Tuesday, May 8, 2012

What Works For Us May Not Work For You....

      You say tomato; I say tomahto. You say potato; I say potahto. What works for one definitely doesn't work for all. I would say that is the case for almost every situation imaginable.  We have four children. That works for us. We often get remarks like "don't you know where kids come from" or "y'all should buy a TV". Sometimes we get even more personal questions like, "Would you really consider having more children even knowing that it could have lung disease like Tucker?" Yea. People really say these things. Some people will ask anything. Some people honestly believe that our life is their business. I say whatever.
     I am a people person. I love to make conversation with the lady behind me in line at Target. I enjoy talking to the little girl picking out a new toy while we are on the toy isle. I love to make small talk. I know going into a conversation with a complete stranger that my feelings could get hurt...but, I also know that this could be a chance for me to share my Jesus...or to just walk away smiling. It's worth it for me. Totally worth it. Except on the days that people you know...people you have come to grow fond of...say things that hurt. Say things that make you angry. I typically have pretty thick skin - most things I can let go. Sometimes, this is easier said than done. Period. Occasionally, I have been known to let other peoples words bother me and even influence how I think about something.

**Rewind 12 Months**

    "I want to try homeschooling the kids", I say to Scotty.
    "No.", He replies. That simple. He didn't even think about it. Just no. Not happening. Not for us. You may have actually fallen all the way off of your rocker this time. That kind of no. I will be the first to admit that maybe I wasn't the perfectly submissive Godly wife that I strive to be. I may have put up a little fight....something that may have sounded a little like this...
    "Please, honey. I think it could work. I mean just think of all of the benefits of bringing our children home for school. They would have more time to get a strong Godly foundation from us. They would have more time to learn life...not just how to read, write, add and subtract", I begged.
    "No." He wouldn't budge. He had good reasoning. Our children were attending a school that a lot of people wait years and years to get in. Our children were working on what seemed to be a slightly higher level than other children we knew that were their same age. There wasn't anything wrong with the school they were in. I just missed them while they were gone. I just longed to see their faces light up when "they got it". I just had to be the submissive wife that my God has called me to be and follow his lead. It wasn't easy, but that's life sometimes. Okay, if we are being honest that's life a lot of times.  I prayed. I prayed a lot. I didn't necessarily pray for the Lord to change his mind about the schooling we chose for our kids. I prayed for the Lord to put us on the same page. In the same sentence. Better yet, on the same word.  I prayed this prayer for over 11 months. Occasionally I would mention how fun it would be to homeschool, but we never brought it up very often. Quite honestly, I figured it was long gone from his brain...never to return.

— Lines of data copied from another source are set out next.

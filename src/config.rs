//! Configuration types.
//!
//! Read once from the environment at startup and passed down; nothing below
//! `main` looks at the environment again.

use std::time::Duration;

use chrono::FixedOffset;
use secrecy::SecretString;

use crate::error::ConfigError;
use crate::llm::{LlmBackend, LlmConfig};

/// Default trigger phrase: "an application has been received".
pub const DEFAULT_TRIGGER_PHRASE: &str = "の応募がございました";

/// Where rows are written.
#[derive(Debug, Clone)]
pub enum SheetsBackend {
    Google {
        service_account_json: SecretString,
        spreadsheet_key: String,
    },
    /// In-process store; rows are lost on exit. For local runs.
    Memory,
}

/// Service configuration.
#[derive(Debug, Clone)]
pub struct AppConfig {
    /// HTTP listen port.
    pub port: u16,
    /// Bot token for threaded replies. `None` disables replies.
    pub slack_bot_token: Option<SecretString>,
    pub sheets: SheetsBackend,
    pub llm: LlmConfig,
    /// Substrings that mark a message as an application notification.
    pub trigger_phrases: Vec<String>,
    /// Offset used to turn event timestamps into calendar dates.
    pub timezone_offset: FixedOffset,
    /// Delay before the single extraction retry.
    pub extraction_retry_delay: Duration,
    /// Number of recent event keys remembered for duplicate suppression.
    pub dedup_capacity: usize,
}

impl AppConfig {
    /// Load from process environment.
    pub fn from_env() -> Result<Self, ConfigError> {
        Self::from_lookup(|key| std::env::var(key).ok())
    }

    /// Load from an arbitrary key lookup (tests pass a map).
    pub fn from_lookup<F>(lookup: F) -> Result<Self, ConfigError>
    where
        F: Fn(&str) -> Option<String>,
    {
        let get = |key: &str| lookup(key).map(|v| v.trim().to_string()).filter(|v| !v.is_empty());

        let port = parse_or(&get, "PORT", 5000u16)?;

        let slack_bot_token = get("SLACK_BOT_TOKEN").map(SecretString::from);

        let sheets = match get("SHEETS_BACKEND").as_deref().unwrap_or("google") {
            "google" => SheetsBackend::Google {
                service_account_json: get("GCP_SERVICE_ACCOUNT_JSON")
                    .map(SecretString::from)
                    .ok_or_else(|| ConfigError::MissingEnvVar("GCP_SERVICE_ACCOUNT_JSON".into()))?,
                spreadsheet_key: get("SPREADSHEET_KEY")
                    .ok_or_else(|| ConfigError::MissingEnvVar("SPREADSHEET_KEY".into()))?,
            },
            "memory" => SheetsBackend::Memory,
            other => {
                return Err(ConfigError::InvalidValue {
                    key: "SHEETS_BACKEND".into(),
                    message: format!("expected google or memory, got '{other}'"),
                });
            }
        };

        let llm = llm_config(&get)?;

        let trigger_phrases: Vec<String> = get("TRIGGER_PHRASES")
            .unwrap_or_else(|| DEFAULT_TRIGGER_PHRASE.to_string())
            .split(',')
            .map(|s| s.trim().to_string())
            .filter(|s| !s.is_empty())
            .collect();
        if trigger_phrases.is_empty() {
            return Err(ConfigError::InvalidValue {
                key: "TRIGGER_PHRASES".into(),
                message: "at least one phrase is required".into(),
            });
        }

        let offset_hours: i32 = parse_or(&get, "TIMEZONE_OFFSET_HOURS", 9)?;
        let timezone_offset = offset_hours
            .checked_mul(3600)
            .and_then(FixedOffset::east_opt)
            .ok_or_else(|| ConfigError::InvalidValue {
                key: "TIMEZONE_OFFSET_HOURS".into(),
                message: format!("{offset_hours} is out of range"),
            })?;

        let retry_ms: u64 = parse_or(&get, "EXTRACTION_RETRY_DELAY_MS", 1000)?;
        let dedup_capacity: usize = parse_or(&get, "DEDUP_CAPACITY", 1024)?;

        Ok(Self {
            port,
            slack_bot_token,
            sheets,
            llm,
            trigger_phrases,
            timezone_offset,
            extraction_retry_delay: Duration::from_millis(retry_ms),
            dedup_capacity,
        })
    }
}

fn llm_config<G>(get: &G) -> Result<LlmConfig, ConfigError>
where
    G: Fn(&str) -> Option<String>,
{
    let backend = match get("LLM_BACKEND").as_deref() {
        Some("anthropic") => LlmBackend::Anthropic,
        Some("openai") => LlmBackend::OpenAi,
        Some("none") => LlmBackend::Disabled,
        Some(other) => {
            return Err(ConfigError::InvalidValue {
                key: "LLM_BACKEND".into(),
                message: format!("expected anthropic, openai or none, got '{other}'"),
            });
        }
        None if get("OPENAI_API_KEY").is_some() => LlmBackend::OpenAi,
        None if get("ANTHROPIC_API_KEY").is_some() => LlmBackend::Anthropic,
        None => LlmBackend::Disabled,
    };

    let api_key = match backend {
        LlmBackend::OpenAi => get("OPENAI_API_KEY")
            .ok_or_else(|| ConfigError::MissingEnvVar("OPENAI_API_KEY".into()))?,
        LlmBackend::Anthropic => get("ANTHROPIC_API_KEY")
            .ok_or_else(|| ConfigError::MissingEnvVar("ANTHROPIC_API_KEY".into()))?,
        LlmBackend::Disabled => String::new(),
    };

    Ok(LlmConfig {
        backend,
        api_key: SecretString::from(api_key),
        model: get("LLM_MODEL").unwrap_or_else(|| backend.default_model().to_string()),
    })
}

fn parse_or<G, T>(get: &G, key: &str, default: T) -> Result<T, ConfigError>
where
    G: Fn(&str) -> Option<String>,
    T: std::str::FromStr,
    T::Err: std::fmt::Display,
{
    match get(key) {
        Some(raw) => raw.parse().map_err(|e: T::Err| ConfigError::InvalidValue {
            key: key.to_string(),
            message: e.to_string(),
        }),
        None => Ok(default),
    }
}
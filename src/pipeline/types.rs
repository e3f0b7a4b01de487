//! Shared types for the message processing pipeline.

use async_trait::async_trait;

use crate::error::ChannelError;
use crate::extract::schema::{ContextField, ExtractedRecord};

// ── Inbound message ─────────────────────────────────────────────────

/// One inbound chat message, as delivered by a channel adapter.
///
/// Immutable once built; the pipeline never edits it.
#[derive(Debug, Clone)]
pub struct InboundMessage {
    /// Source channel adapter: "slack", etc.
    pub channel: String,
    /// Originating conversation; selects the sheet partition.
    pub routing_key: String,
    /// Message body.
    pub text: String,
    /// Channel-native id of this message.
    pub message_id: Option<String>,
    /// Event time in epoch seconds, if the adapter could parse one.
    pub timestamp: Option<f64>,
    /// Message to thread replies under (channel-native id).
    pub thread_anchor: Option<String>,
}

impl InboundMessage {
    /// Key used to suppress repeated deliveries of the same event.
    pub fn dedup_key(&self) -> String {
        match (&self.message_id, self.timestamp) {
            (Some(id), _) => format!("{}:{}", self.routing_key, id),
            (None, Some(ts)) => format!("{}:{}", self.routing_key, ts),
            (None, None) => format!("{}:{}", self.routing_key, self.text),
        }
    }
}

// ── Normalized record ───────────────────────────────────────────────

/// Context fields derived alongside the schema fields.
#[derive(Debug, Clone, Default, PartialEq, Eq)]
pub struct RecordContext {
    pub submitted_on: String,
    pub organization: String,
    pub vendor: String,
    pub routing_key: String,
}

impl RecordContext {
    pub fn get(&self, field: ContextField) -> &str {
        match field {
            ContextField::SubmittedOn => &self.submitted_on,
            ContextField::Organization => &self.organization,
            ContextField::Vendor => &self.vendor,
            ContextField::RoutingKey => &self.routing_key,
        }
    }
}

/// The record handed to the sheet writer. Built once, never mutated.
#[derive(Debug, Clone, PartialEq, Eq)]
pub struct NormalizedRecord {
    context: RecordContext,
    fields: ExtractedRecord,
}

impl NormalizedRecord {
    pub fn new(context: RecordContext, fields: ExtractedRecord) -> Self {
        Self { context, fields }
    }

    pub fn context(&self) -> &RecordContext {
        &self.context
    }

    /// Cells in sheet column order: context fields, then schema fields.
    pub fn to_row(&self) -> Vec<String> {
        ContextField::ALL
            .iter()
            .map(|&f| self.context.get(f).to_string())
            .chain(self.fields.iter().map(|(_, v)| v.to_string()))
            .collect()
    }
}

// ── Pipeline outcome ────────────────────────────────────────────────

/// What happened to one inbound message.
#[derive(Debug, Clone, PartialEq, Eq)]
pub enum PipelineOutcome {
    /// Text does not contain a trigger phrase.
    NotTriggered,
    /// Same event was already accepted.
    Duplicate,
    /// Neither name nor member id could be extracted; nothing written.
    NoSignal,
    /// Row appended to `partition`.
    Recorded { partition: String },
    /// Store rejected the write; the record was dropped.
    WriteFailed { error: String },
}

impl PipelineOutcome {
    /// Short label for logging.
    pub fn label(&self) -> &'static str {
        match self {
            Self::NotTriggered => "not_triggered",
            Self::Duplicate => "duplicate",
            Self::NoSignal => "no_signal",
            Self::Recorded { .. } => "recorded",
            Self::WriteFailed { .. } => "write_failed",
        }
    }
}

// ── Channel adapter trait ───────────────────────────────────────────

/// Outbound side of a channel: threaded replies to the source conversation.
#[async_trait]
pub trait ChannelAdapter: Send + Sync {
    /// Channel name (e.g. "slack").
    fn name(&self) -> &str;

    /// Post `reply` in the thread of `original`.
    async fn send_reply(&self, original: &InboundMessage, reply: &str)
    -> Result<(), ChannelError>;
}
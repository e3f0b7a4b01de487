//! Chat channel adapters.

pub mod slack;

pub use slack::{SlackChannel, SlackEnvelope, SlackEvent, slack_routes};
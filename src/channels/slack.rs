//! Slack channel: Events API webhook in, `chat.postMessage` out.
//!
//! The webhook answers immediately and runs the pipeline in a spawned task,
//! since Slack re-delivers events it has not seen acknowledged within a few
//! seconds.

use std::sync::Arc;

use async_trait::async_trait;
use axum::{
    Json, Router,
    extract::State,
    http::StatusCode,
    response::{IntoResponse, Response},
    routing::{get, post},
};
use secrecy::{ExposeSecret, SecretString};
use serde::Deserialize;
use tracing::{debug, info, warn};

use crate::error::ChannelError;
use crate::pipeline::{ApplicationProcessor, ChannelAdapter, InboundMessage};

const SLACK_API_BASE: &str = "https://slack.com/api";

/// Message subtypes that carry a new, complete message body.
const ACCEPTED_SUBTYPES: &[&str] = &["bot_message", "file_share", "thread_broadcast"];

// ── Events API payloads ─────────────────────────────────────────────

/// Top-level Events API envelope.
#[derive(Debug, Deserialize)]
#[serde(tag = "type", rename_all = "snake_case")]
pub enum SlackEnvelope {
    UrlVerification { challenge: String },
    EventCallback { event: SlackEvent },
    #[serde(other)]
    Other,
}

/// The inner `event` object. Only message fields we use are modeled.
#[derive(Debug, Clone, Deserialize)]
pub struct SlackEvent {
    #[serde(rename = "type")]
    pub kind: String,
    #[serde(default)]
    pub subtype: Option<String>,
    #[serde(default)]
    pub text: String,
    #[serde(default)]
    pub channel: String,
    #[serde(default)]
    pub ts: Option<String>,
    #[serde(default)]
    pub thread_ts: Option<String>,
}

impl SlackEvent {
    /// Convert a message event into an `InboundMessage`.
    ///
    /// Returns `None` for non-message events and for edits, deletions and
    /// other subtypes that do not represent a newly posted message.
    pub fn into_inbound(self) -> Option<InboundMessage> {
        if self.kind != "message" || self.channel.is_empty() {
            return None;
        }
        if let Some(subtype) = self.subtype.as_deref()
            && !ACCEPTED_SUBTYPES.contains(&subtype)
        {
            debug!(subtype, "Ignoring message subtype");
            return None;
        }
        let timestamp = self.ts.as_deref().and_then(|ts| ts.parse::<f64>().ok());
        Some(InboundMessage {
            channel: "slack".to_string(),
            routing_key: self.channel,
            text: self.text,
            message_id: self.ts.clone(),
            timestamp,
            // Reply in the existing thread if the notification is itself a reply.
            thread_anchor: self.thread_ts.or(self.ts),
        })
    }
}

// ── Outbound ────────────────────────────────────────────────────────

/// Posts threaded replies with a bot token.
pub struct SlackChannel {
    bot_token: Option<SecretString>,
    client: reqwest::Client,
    api_base: String,
}

impl SlackChannel {
    pub fn new(bot_token: Option<SecretString>) -> Self {
        if bot_token.is_none() {
            warn!("SLACK_BOT_TOKEN not set; acknowledgments disabled");
        }
        Self {
            bot_token,
            client: reqwest::Client::new(),
            api_base: SLACK_API_BASE.to_string(),
        }
    }

    /// Point at a different API host (tests).
    pub fn with_api_base(mut self, api_base: impl Into<String>) -> Self {
        self.api_base = api_base.into();
        self
    }

    fn api_url(&self, method: &str) -> String {
        format!("{}/{method}", self.api_base)
    }
}

#[derive(Deserialize)]
struct SlackApiResponse {
    ok: bool,
    #[serde(default)]
    error: Option<String>,
}

#[async_trait]
impl ChannelAdapter for SlackChannel {
    fn name(&self) -> &str {
        "slack"
    }

    async fn send_reply(
        &self,
        original: &InboundMessage,
        reply: &str,
    ) -> Result<(), ChannelError> {
        let Some(token) = &self.bot_token else {
            return Err(ChannelError::NotConfigured {
                name: "slack".into(),
            });
        };

        let mut body = serde_json::json!({
            "channel": original.routing_key,
            "text": reply,
        });
        if let Some(anchor) = &original.thread_anchor {
            body["thread_ts"] = serde_json::Value::String(anchor.clone());
        }

        let send_failed = |reason: String| ChannelError::SendFailed {
            name: "slack".into(),
            reason,
        };

        let resp = self
            .client
            .post(self.api_url("chat.postMessage"))
            .bearer_auth(token.expose_secret())
            .json(&body)
            .send()
            .await
            .map_err(|e| send_failed(e.to_string()))?;

        if !resp.status().is_success() {
            return Err(send_failed(format!("HTTP {}", resp.status())));
        }
        let api: SlackApiResponse = resp.json().await.map_err(|e| send_failed(e.to_string()))?;
        if !api.ok {
            return Err(send_failed(api.error.unwrap_or_else(|| "unknown error".into())));
        }
        debug!(channel = %original.routing_key, "Slack reply posted");
        Ok(())
    }
}

// ── Inbound webhook ─────────────────────────────────────────────────

#[derive(Clone)]
struct WebhookState {
    processor: Arc<ApplicationProcessor>,
}

/// Routes: `POST /slack/events` and `GET /` health check.
pub fn slack_routes(processor: Arc<ApplicationProcessor>) -> Router {
    Router::new()
        .route("/", get(|| async { "OK" }))
        .route("/slack/events", post(slack_events))
        .with_state(WebhookState { processor })
}

async fn slack_events(
    State(state): State<WebhookState>,
    Json(envelope): Json<SlackEnvelope>,
) -> Response {
    match envelope {
        SlackEnvelope::UrlVerification { challenge } => {
            info!("Slack URL verification");
            Json(serde_json::json!({ "challenge": challenge })).into_response()
        }
        SlackEnvelope::EventCallback { event } => {
            if let Some(message) = event.into_inbound() {
                let processor = Arc::clone(&state.processor);
                tokio::spawn(async move {
                    let outcome = processor.process(&message).await;
                    debug!(
                        routing_key = %message.routing_key,
                        outcome = outcome.label(),
                        "Slack event handled"
                    );
                });
            }
            StatusCode::OK.into_response()
        }
        SlackEnvelope::Other => StatusCode::OK.into_response(),
    }
}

**Fast forward to April 2012**

    We are riding down the road - I can't remember exactly where we were going...or even if we were coming or going! Wink! All I remember is the radio was turned up and the kids were singing "Glorious Day" at the top of their lungs in the back seat. All of a sudden, Scotty speaks up. I hear him say "something", but I'm positive I didn't hear him correctly. I ask, "I didn't hear you - can you repeat that, please?"
    "Maybe we should homeschool the kids next year", he says again. Now, I'm sure I looked at him like he had some kind of growth coming out of his ears because I was completely taken by surprise. I wasn't sure how to respond. I nearly cried. Not because I got my way. Not because I was beyond excited at the opportunity to be my children's teacher, but because God answered another prayer. He taught me another lesson.  He showed Himself to me again. He will answer when it's time. His timing is perfect. His timing is right. All I had to do is wait.
    So, I am extremely excited to announce that Titus 2 Christian Academy will be opening it's doors on July 16, 2012.  Scotty and I picked the name of our school very carefully. Titus 2 sums up a lot of things for what we desire for our children to get out of schooling from home.
    All of this to say this: Please choose your words and your attitude carefully. You never know how it may truly affect someone. We have had lots of people encourage us and support us through this decision. We have also had people....people that we love....say things that have really hurt. It may turn out that homeschooling isn't the right answer for our family, but we won't know until we try. This isn't a decision that we have taken lightly. This isn't something that we decided on over night. We have prayed about this decision for quite sometime now. We aren't sure if we will homeschool for one year or until graduation. We plan to take it one year at a time...we plan to pray diligently and seek the Lord's will in the decisions that we make for our family. We appreciate support from all of you!





Wait for the Lord; Be strong, and let your heart take courage; Yes, wait for the Lord. - Psalm 27:14




1 comment:

Tammy Walter said...

Amen! I honestly believe that God will honor those who honor Him, both in the big things and the small things. Your decision was made after much prayer and careful consideration and because of that you cannot go wrong. God will use your situation this year, next year, and many years to come to grow you and your kids to love and serve Him and to bring Him glory, which should be the goal for all of us. Love you guys and am praying for you!